War das nötig, noch ein weiteres Buch im Caspar-David-Friedrich-Jahr? – Doch was ist schon nötig im Reich des Schönen?, so mag man sogleich kontern. Es bedarf keiner weiteren Rechtfertigung, Schönheit ist sich Grund genug, weist sie doch über sich hinaus, indem sie Sehnsüchte und Glücksversprechen weckt. Das gilt für Musik, Landschaften, für ein anmutiges Gesicht genauso wie für Gemälde oder gut gemachte Bücher.

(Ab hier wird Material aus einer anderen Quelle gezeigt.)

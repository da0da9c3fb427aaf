//! Timeout and fallback policy for backend calls.
//!
//! Every call is bounded by the configured fallback timeout. Whatever goes
//! wrong (unreachable host, error status, malformed body, timeout) is logged
//! and replaced with local data, so the game keeps working offline.

use std::future::Future;
use std::sync::Arc;
use std::time::Duration;

use tracing::{debug, warn};

use crate::error::{Error, Result};
use crate::game::{
    Dialogue, DialogueContext, Player, RaceStart, SessionReport, Track,
};
use crate::network::{Backend, DialogueRequest, Health, NewSession};

pub struct Collaborator<B> {
    backend: Arc<B>,
    timeout: Duration,
}

impl<B> Clone for Collaborator<B> {
    fn clone(&self) -> Self {
        Self {
            backend: Arc::clone(&self.backend),
            timeout: self.timeout,
        }
    }
}

impl<B: Backend> Collaborator<B> {
    pub fn new(backend: B, timeout: Duration) -> Self {
        Self {
            backend: Arc::new(backend),
            timeout,
        }
    }

    pub fn backend(&self) -> &B {
        &self.backend
    }

    pub fn timeout(&self) -> Duration {
        self.timeout
    }

    async fn bounded<T>(&self, call: impl Future<Output = Result<T>>) -> Result<T> {
        match tokio::time::timeout(self.timeout, call).await {
            Ok(result) => result,
            Err(_) => Err(Error::Timeout(self.timeout)),
        }
    }

    fn fallback<T>(what: &str, result: Result<T>, fallback: impl FnOnce() -> T) -> T {
        result.unwrap_or_else(|e| {
            if e.is_unreachable() {
                warn!("{} failed, backend unreachable ({}), using fallback", what, e);
            } else {
                warn!("{} failed: {}, using fallback", what, e);
            }
            fallback()
        })
    }

    pub async fn create_player(&self, name: &str) -> Player {
        let result = self.bounded(self.backend.create_player(name)).await;
        Self::fallback("Creating player", result, || Player::fallback(name))
    }

    pub async fn get_player(&self, id: &str) -> Option<Player> {
        match self.bounded(self.backend.get_player(id)).await {
            Ok(player) => Some(player),
            Err(e) => {
                warn!("Fetching player {} failed: {}", id, e);
                None
            }
        }
    }

    pub async fn list_tracks(&self) -> Vec<Track> {
        let result = self
            .bounded(self.backend.list_tracks())
            .await
            .and_then(|tracks| {
                if tracks.is_empty() {
                    Err(Error::EmptyTrackList)
                } else {
                    Ok(tracks)
                }
            });
        Self::fallback("Fetching tracks", result, || vec![Track::fallback()])
    }

    /// Register a race with the backend. `None` means the session stays local.
    pub async fn create_session(&self, start: &RaceStart) -> Option<String> {
        let body = NewSession {
            player_id: start.player_id.clone(),
            track_name: start.track_name.clone(),
            character_type: start.character_type,
        };
        match self.bounded(self.backend.create_session(&body)).await {
            Ok(record) => {
                debug!("Race {} registered as session {}", start.race, record.id);
                Some(record.id)
            }
            Err(e) => {
                warn!(
                    "Registering race {} failed: {}, playing offline",
                    start.race, e
                );
                None
            }
        }
    }

    /// Report final numbers. Returns whether the backend accepted them.
    pub async fn update_session(&self, report: &SessionReport) -> bool {
        let Some(session_id) = report.session_id.as_deref() else {
            debug!("Race {} has no backend session, not reporting", report.race);
            return false;
        };
        match self
            .bounded(self.backend.update_session(session_id, report))
            .await
        {
            Ok(()) => true,
            Err(e) => {
                warn!("Reporting session {} failed: {}", session_id, e);
                false
            }
        }
    }

    pub async fn dialogue(
        &self,
        context: DialogueContext,
        track_name: &str,
        player_name: &str,
    ) -> Dialogue {
        let request = DialogueRequest {
            context,
            track_name: track_name.to_string(),
            player_name: player_name.to_string(),
        };
        let result = self.bounded(self.backend.get_dialogue(&request)).await;
        Self::fallback("Fetching dialogue", result, || Dialogue::fallback(context))
    }

    pub async fn leaderboard(&self, limit: usize) -> Vec<Player> {
        let result = self.bounded(self.backend.leaderboard(limit)).await;
        Self::fallback("Fetching leaderboard", result, Vec::new)
    }

    pub async fn health(&self) -> Result<Health> {
        self.bounded(self.backend.health()).await
    }
}

#[cfg(test)]
pub(crate) mod tests {
    use super::*;
    use crate::game::CharacterType;
    use crate::network::SessionRecord;
    use std::sync::Mutex;

    /// Scripted in-memory backend. Clones share their call records.
    #[derive(Default, Clone)]
    pub(crate) struct FakeBackend {
        pub offline: bool,
        /// Delay applied to every call
        pub latency: Duration,
        pub tracks: Vec<Track>,
        pub updates: Arc<Mutex<Vec<(String, SessionReport)>>>,
        pub dialogue_requests: Arc<Mutex<Vec<DialogueRequest>>>,
        pub sessions_created: Arc<Mutex<u32>>,
    }

    impl FakeBackend {
        pub(crate) fn online() -> Self {
            Self {
                tracks: vec![Track::fallback()],
                ..Self::default()
            }
        }

        pub(crate) fn unreachable() -> Self {
            Self {
                offline: true,
                ..Self::default()
            }
        }

        async fn call(&self) -> Result<()> {
            if !self.latency.is_zero() {
                tokio::time::sleep(self.latency).await;
            }
            if self.offline {
                return Err(Error::NetworkError("connection refused".to_string()));
            }
            Ok(())
        }

        pub(crate) fn updates(&self) -> Vec<(String, SessionReport)> {
            self.updates.lock().unwrap().clone()
        }

        pub(crate) fn sessions_created(&self) -> u32 {
            *self.sessions_created.lock().unwrap()
        }

        pub(crate) fn dialogue_contexts(&self) -> Vec<DialogueContext> {
            self.dialogue_requests
                .lock()
                .unwrap()
                .iter()
                .map(|r| r.context)
                .collect()
        }
    }

    impl Backend for FakeBackend {
        async fn create_player(&self, name: &str) -> Result<Player> {
            self.call().await?;
            Ok(Player {
                id: "player-1".to_string(),
                ..Player::fallback(name)
            })
        }

        async fn get_player(&self, id: &str) -> Result<Player> {
            self.call().await?;
            Ok(Player {
                id: id.to_string(),
                high_score: 900,
                ..Player::fallback("Someone")
            })
        }

        async fn list_tracks(&self) -> Result<Vec<Track>> {
            self.call().await?;
            Ok(self.tracks.clone())
        }

        async fn create_session(&self, session: &NewSession) -> Result<SessionRecord> {
            self.call().await?;
            let mut count = self.sessions_created.lock().unwrap();
            *count += 1;
            Ok(SessionRecord {
                id: format!("session-{}", *count),
                player_id: session.player_id.clone(),
                track_name: session.track_name.clone(),
                score: 0,
                distance: 0.0,
                time_played: 0,
                character_type: session.character_type,
                completed: false,
            })
        }

        async fn update_session(&self, session_id: &str, report: &SessionReport) -> Result<()> {
            self.call().await?;
            self.updates
                .lock()
                .unwrap()
                .push((session_id.to_string(), report.clone()));
            Ok(())
        }

        async fn get_dialogue(&self, request: &DialogueRequest) -> Result<Dialogue> {
            self.call().await?;
            self.dialogue_requests.lock().unwrap().push(request.clone());
            Ok(Dialogue {
                context: request.context,
                dialogue: format!("{} line", request.context),
                translation: "translated".to_string(),
                track_name: Some(request.track_name.clone()),
            })
        }

        async fn leaderboard(&self, limit: usize) -> Result<Vec<Player>> {
            self.call().await?;
            Ok((0..limit.min(2))
                .map(|i| Player {
                    id: format!("p{}", i),
                    high_score: 1000 - i as u64 * 100,
                    ..Player::fallback("Runner")
                })
                .collect())
        }

        async fn health(&self) -> Result<Health> {
            self.call().await?;
            Ok(Health {
                message: "Jamaican Racing Game API".to_string(),
                status: "running".to_string(),
            })
        }
    }

    fn start() -> RaceStart {
        RaceStart {
            race: 1,
            player_id: "player-1".to_string(),
            player_name: "General".to_string(),
            track_name: "jamaica_country".to_string(),
            character_type: CharacterType::OnFoot,
        }
    }

    fn report(session_id: Option<&str>) -> SessionReport {
        SessionReport {
            race: 1,
            session_id: session_id.map(str::to_string),
            score: 120,
            distance: 12,
            time_played: 1,
            completed: true,
        }
    }

    #[tokio::test]
    async fn test_online_calls_pass_through() {
        let collab = Collaborator::new(FakeBackend::online(), Duration::from_secs(5));

        let player = collab.create_player("General").await;
        assert_eq!(player.id, "player-1");
        assert_eq!(collab.list_tracks().await, vec![Track::fallback()]);
        assert_eq!(
            collab.create_session(&start()).await.as_deref(),
            Some("session-1")
        );
        assert!(collab.update_session(&report(Some("session-1"))).await);
        assert_eq!(collab.backend().updates().len(), 1);

        let dialogue = collab
            .dialogue(DialogueContext::Start, "jamaica_country", "General")
            .await;
        assert_eq!(dialogue.dialogue, "start line");
        assert_eq!(collab.leaderboard(10).await.len(), 2);
        assert_eq!(collab.health().await.unwrap().status, "running");
        assert_eq!(collab.get_player("p9").await.unwrap().high_score, 900);
    }

    #[tokio::test]
    async fn test_unreachable_falls_back() {
        let collab = Collaborator::new(FakeBackend::unreachable(), Duration::from_secs(5));

        assert_eq!(
            collab.create_player("General Da Jamaican Boy").await,
            Player::fallback("General Da Jamaican Boy")
        );
        assert_eq!(collab.list_tracks().await, vec![Track::fallback()]);
        assert_eq!(collab.create_session(&start()).await, None);
        assert!(!collab.update_session(&report(Some("s"))).await);
        assert_eq!(
            collab
                .dialogue(DialogueContext::Defeat, "jamaica_country", "General")
                .await,
            Dialogue::fallback(DialogueContext::Defeat)
        );
        assert!(collab.leaderboard(10).await.is_empty());
        assert!(collab.get_player("p1").await.is_none());
        assert!(collab.health().await.unwrap_err().is_unreachable());
    }

    #[tokio::test(start_paused = true)]
    async fn test_slow_backend_times_out() {
        let backend = FakeBackend {
            latency: Duration::from_secs(60),
            ..FakeBackend::online()
        };
        let collab = Collaborator::new(backend, Duration::from_secs(5));

        let started = tokio::time::Instant::now();
        let player = collab.create_player("General").await;
        assert!(player.is_offline());
        assert!(started.elapsed() >= Duration::from_secs(5));
        assert!(started.elapsed() < Duration::from_secs(6));
    }

    #[tokio::test]
    async fn test_empty_track_list_falls_back() {
        let collab = Collaborator::new(FakeBackend::default(), Duration::from_secs(5));
        assert_eq!(collab.list_tracks().await, vec![Track::fallback()]);
    }

    #[tokio::test]
    async fn test_local_session_is_not_reported() {
        let collab = Collaborator::new(FakeBackend::online(), Duration::from_secs(5));
        assert!(!collab.update_session(&report(None)).await);
        assert!(collab.backend().updates().is_empty());
    }
}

Walter Kayser zeigt sich jedenfalls von dem kleinen, feinen Buch am Rande der derzeit großen Ausstellungen erbaut.

Cover © Insel Verlag
Cover © Insel Verlag

Die handlichen und sorgsam gestalteten Insel-Bändchen sind seit den Tagen Anton Kippenbergs als ästhetische Sammlungsobjekte begehrt und somit ein Inbegriff erlesener Buchkunst für die private Hausbibliothek. Kia Vahland hat in den letzten Jahren schon eine Handvoll von gelungenen Essays in Sachen Kunstgeschichte diesem berühmten alten Flaggschiff beigesteuert. Und ihr Inselbändchen mit der Nr. 1535 zeigt, sie versteht einfach das Handwerk des eingängigen Sachbuchjournalismus. Nicht umsonst geht es im Jahr des Erscheinens nun schon in die dritte Auflage. Kunstvermittlung als »das Einfache, das schwer zu machen ist«, wie es Bert Brecht in ganz anderem Zusammenhang pries. Neben Lehraufträgen an verschiedenen deutschen Universitäten hat die Verfasserin genau dies an der Deutschen Journalistenschule in München weiterzugeben versucht.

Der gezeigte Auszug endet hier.